Storrs Township's location on the Ohio River near Cincinnati made it a stop for fugitive slaves following the Underground Railroad into Ohio. In a high-profile incident in 1856, Margaret Garner escaped into Storrs Township with her family before killing or wounding her children in a bid to keep them out of the hands of slave catchers. Under the Fugitive Slave Act of 1850, she was returned to her enslaver in Kentucky.

On November 12, 1869, the Hamilton County Board of County Commissioners granted Cincinnati's request to annex Storrs Township, including the villages of Sedamsville and Price Hill, but excluding the small portion already incorporated as the Village of Riverside. These annexations took effect on February 28, 1870. In 1887, the annexed territory was also transferred from Storrs Township to Cincinnati Township, to ensure that Cincinnati and its paper township remained coextensive.

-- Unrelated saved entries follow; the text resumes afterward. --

//! One light per panel: on/off, brightness and color.

use log::warn;

use crate::device::{ColorWall, Transport};
use crate::error::{ColorWallError, Result};
use crate::protocol::Panel;
use crate::utils::parsing::{device_to_hs, hs_to_device};

/// Panel light adapter.
///
/// Works on a copy of its panel and pushes the whole panel list through the
/// client on every change.
#[derive(Debug, Clone, PartialEq)]
pub struct PanelLight {
    id: u16,
    unique_id: String,
    panel: Panel,
    available: bool,
}

impl PanelLight {
    /// Adapter for panel `id` of the last synchronized state.
    ///
    /// # Errors
    /// Returns `InvalidInput` if the client has no such panel cached.
    pub fn new<T: Transport>(wall: &ColorWall<T>, id: u16) -> Result<Self> {
        let panel = *wall.panels().get(id as usize).ok_or_else(|| {
            ColorWallError::InvalidInput(format!("Panel {} does not exist", id))
        })?;

        Ok(Self {
            id,
            unique_id: format!("{}-panel-{}", wall.host(), id),
            panel,
            available: false,
        })
    }

    /// One adapter per cached panel, in panel order.
    ///
    /// Panels whose id does not match their position are skipped.
    pub fn for_all<T: Transport>(wall: &ColorWall<T>) -> Vec<Self> {
        wall.panels()
            .iter()
            .enumerate()
            .filter_map(|(index, panel)| {
                if panel.id as usize != index {
                    warn!(
                        "Skipping panel {} reported at position {} by {}",
                        panel.id,
                        index,
                        wall.host()
                    );
                    return None;
                }
                Self::new(wall, panel.id).ok()
            })
            .collect()
    }

    pub fn id(&self) -> u16 {
        self.id
    }

    pub fn name(&self) -> String {
        format!("ColorWall Panel {}", self.id)
    }

    pub fn unique_id(&self) -> &str {
        &self.unique_id
    }

    pub fn panel(&self) -> &Panel {
        &self.panel
    }

    pub fn brightness(&self) -> u8 {
        self.panel.brightness
    }

    pub fn available(&self) -> bool {
        self.available
    }

    /// Hue (0-360) and saturation (0-100).
    pub fn hs_color(&self) -> (f64, f64) {
        device_to_hs(self.panel.hue, self.panel.saturation)
    }

    /// Lit only while the panel has brightness and the wall is powered.
    pub fn is_on<T: Transport>(&self, wall: &ColorWall<T>) -> bool {
        self.panel.is_lit() && wall.powered()
    }

    /// Turn the panel on.
    ///
    /// Without an explicit brightness a dark panel comes back at full
    /// brightness. `hs` is hue 0-360 and saturation 0-100.
    pub fn turn_on<T: Transport>(
        &mut self,
        wall: &mut ColorWall<T>,
        brightness: Option<u8>,
        hs: Option<(f64, f64)>,
    ) -> Result<()> {
        match brightness {
            Some(value) => self.panel.brightness = value,
            None if self.panel.brightness == 0 => self.panel.brightness = 255,
            None => {}
        }

        if let Some((hue, saturation)) = hs {
            let (hue, saturation) = hs_to_device(hue, saturation);
            self.panel.hue = hue;
            self.panel.saturation = saturation;
        }

        self.push(wall)
    }

    pub fn turn_off<T: Transport>(&mut self, wall: &mut ColorWall<T>) -> Result<()> {
        self.panel.brightness = 0;
        self.push(wall)
    }

    fn push<T: Transport>(&self, wall: &mut ColorWall<T>) -> Result<()> {
        if !wall.set_panel(self.panel)? {
            warn!("{} rejected update of panel {}", wall.host(), self.id);
        }
        Ok(())
    }

    /// Sync with the device and pick up this panel's state. A connection
    /// failure marks the light unavailable instead of failing.
    pub fn update<T: Transport>(&mut self, wall: &mut ColorWall<T>) -> Result<()> {
        match wall.update() {
            Ok(()) => {
                let Some(panel) = wall.panels().get(self.id as usize) else {
                    warn!("Panel {} vanished from {}", self.id, wall.host());
                    self.available = false;
                    return Ok(());
                };
                self.panel = *panel;
                self.available = true;
                Ok(())
            }
            Err(e) if e.is_connection() => {
                warn!("Cannot connect to previously available host {}", wall.host());
                self.available = false;
                Ok(())
            }
            Err(e) => Err(e),
        }
    }
}

#[cfg(test)]
mod tests {
    use super::*;
    use crate::device::transport::mock::MockTransport;
    use crate::log_capture;
    use log::Level;

    const PANELS_BODY: &str = r#"[{"id":0,"hue":0,"saturation":255,"brightness":0},{"id":1,"hue":128,"saturation":64,"brightness":200}]"#;

    fn synced_wall() -> ColorWall<MockTransport> {
        let transport = MockTransport::new()
            .reply(200, r#"{"power":true,"brightness":255}"#)
            .reply(200, PANELS_BODY)
            .reply(200, r#"{"effect":2}"#);
        let mut wall = ColorWall::with_transport(transport);
        wall.update().unwrap();
        wall
    }

    fn sent_panels(wall: &ColorWall<MockTransport>) -> Vec<Panel> {
        let body = wall.transport().last_request().unwrap().body.unwrap();
        serde_json::from_str(&body).unwrap()
    }

    #[test]
    fn test_for_all() {
        let wall = synced_wall();
        let lights = PanelLight::for_all(&wall);
        assert_eq!(lights.len(), 2);
        assert_eq!(lights[1].unique_id(), "mock-wall-panel-1");
        assert_eq!(lights[1].name(), "ColorWall Panel 1");
        assert!(PanelLight::new(&wall, 5).is_err());
    }

    #[test]
    fn test_for_all_skips_misplaced_panels() {
        let transport = MockTransport::new()
            .reply(200, r#"{"power":true,"brightness":255}"#)
            .reply(200, r#"[{"id":0,"hue":0,"saturation":0,"brightness":9},{"id":7,"hue":0,"saturation":0,"brightness":9}]"#)
            .reply(200, r#"{"effect":2}"#);
        let mut wall = ColorWall::with_transport(transport);
        wall.update().unwrap();

        let (lights, records) = log_capture::capture(|| PanelLight::for_all(&wall));
        assert_eq!(lights.len(), 1);
        assert_eq!(lights[0].id(), 0);
        assert!(
            records
                .iter()
                .any(|(level, message)| *level == Level::Warn && message.contains("panel 7"))
        );
    }

    #[test]
    fn test_is_on() {
        let wall = synced_wall();
        assert!(!PanelLight::new(&wall, 0).unwrap().is_on(&wall));
        assert!(PanelLight::new(&wall, 1).unwrap().is_on(&wall));
    }

    #[test]
    fn test_hs_color() {
        let wall = synced_wall();
        let (hue, saturation) = PanelLight::new(&wall, 0).unwrap().hs_color();
        assert_eq!(hue, 0.0);
        assert_eq!(saturation, 100.0);
    }

    #[test]
    fn test_turn_on_dark_panel_defaults_to_full() {
        let mut wall = synced_wall();
        let mut light = PanelLight::new(&wall, 0).unwrap();

        wall.transport().push_reply(200, "");
        light.turn_on(&mut wall, None, None).unwrap();

        assert_eq!(light.brightness(), 255);
        let sent = sent_panels(&wall);
        assert_eq!(sent.len(), 2);
        assert_eq!(sent[0].brightness, 255);
        assert_eq!(sent[1], Panel::new(1, 128, 64, 200));
    }

    #[test]
    fn test_turn_on_with_color() {
        let mut wall = synced_wall();
        let mut light = PanelLight::new(&wall, 1).unwrap();

        wall.transport().push_reply(200, "");
        light
            .turn_on(&mut wall, Some(10), Some((180.0, 50.0)))
            .unwrap();

        assert_eq!(sent_panels(&wall)[1], Panel::new(1, 128, 128, 10));
        assert_eq!(wall.panels()[1], Panel::new(1, 128, 128, 10));
    }

    #[test]
    fn test_turn_off() {
        let mut wall = synced_wall();
        let mut light = PanelLight::new(&wall, 1).unwrap();

        wall.transport().push_reply(200, "");
        light.turn_off(&mut wall).unwrap();
        assert_eq!(sent_panels(&wall)[1].brightness, 0);
        assert!(!light.is_on(&wall));
    }

    #[test]
    fn test_update_availability() {
        let mut wall = synced_wall();
        let mut light = PanelLight::new(&wall, 1).unwrap();
        assert!(!light.available());

        wall.transport().push_refuse();
        light.update(&mut wall).unwrap();
        assert!(!light.available());

        wall.transport()
            .push_reply(200, r#"{"power":true,"brightness":255}"#);
        wall.transport()
            .push_reply(200, r#"[{"id":0,"hue":0,"saturation":0,"brightness":0},{"id":1,"hue":9,"saturation":9,"brightness":9}]"#);
        wall.transport().push_reply(200, r#"{"effect":2}"#);
        light.update(&mut wall).unwrap();
        assert!(light.available());
        assert_eq!(light.panel(), &Panel::new(1, 9, 9, 9));
    }
}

In 1890, at the end of a congressional redistricting process, the Ohio Republican Party discovered that, when the county commissioners annexed the eastern portion of Storrs Township to Cincinnati Township, they had neglected to attach the remaining 22 sqmi within Riverside to Delhi Township. The 200 eligible voters in Riverside voted in their own precinct, still nominally in Storrs Township. The wording of the redistricting act inadvertently omitted this precinct from any congressional district. This discrepancy had been overlooked in the 1882, 1884, and 1886 redistricting acts but gave the Republicans a last-minute opportunity to invalidate the Ohio Democratic Party's newest gerrymandering scheme and gain multiple seats in the United States House of Representatives.

== Geography ==
In its original form, Storrs Township was bounded by the Ohio River to the south, Delhi Township to the west, Millcreek Township to the north, and Cincinnati to the east across Mill Creek. This area today corresponds to the Cincinnati neighborhoods of Sedamsville, Lower Price Hill, and East Price Hill, as well as the easternmost part of Riverside.

== Transportation ==
In 1847, the Ohio General Assembly established a road district within the township for the purpose of grading and paving streets. In the 1850s, two plank roads ran through the township, one of them a toll road called the Storrs Township Turnpike and the other a free road leading to the Anderson Ferry.

== Ministerial lands ==
The section leased to Ethan Stone was the township's ministerial land, with a stipulation that proceeds from the sale or sublease of land were to be used for the funding of Christian churches and schools in the township. The state administered the land, collected rent, and disbursed the funds to the churches. In 1949, five churches in the former Storrs Township filed with the City of Cincinnati to receive disbursements totaling $3,000. In 1968, the Ohio State Auditor stopped disbursing the funds after the United States Supreme Court declared such arrangements unconstitutional. In 1973, the auditor was authorized to sell the land to the 145 lessees of 791.10 acre in Green, Delhi, and Storrs townships for one year's rent, with the proceeds going to local school districts.

Stone's considerable profit from sublets was also subject to the ministerial provision. At his death in 1852, the proceeds were valued at over $32,000 annually. The funds were originally directed to the Episcopal Diocese of Southern Ohio, but in 1893, the Hamilton County Probate Court ordered that trust funds be disbursed to a church chosen in an election every ten years. By the time the case was closed on March 22, 2019, 167 years after Stone's death, it was the longest open trust case in Ohio and presumably the oldest active court case in the United States.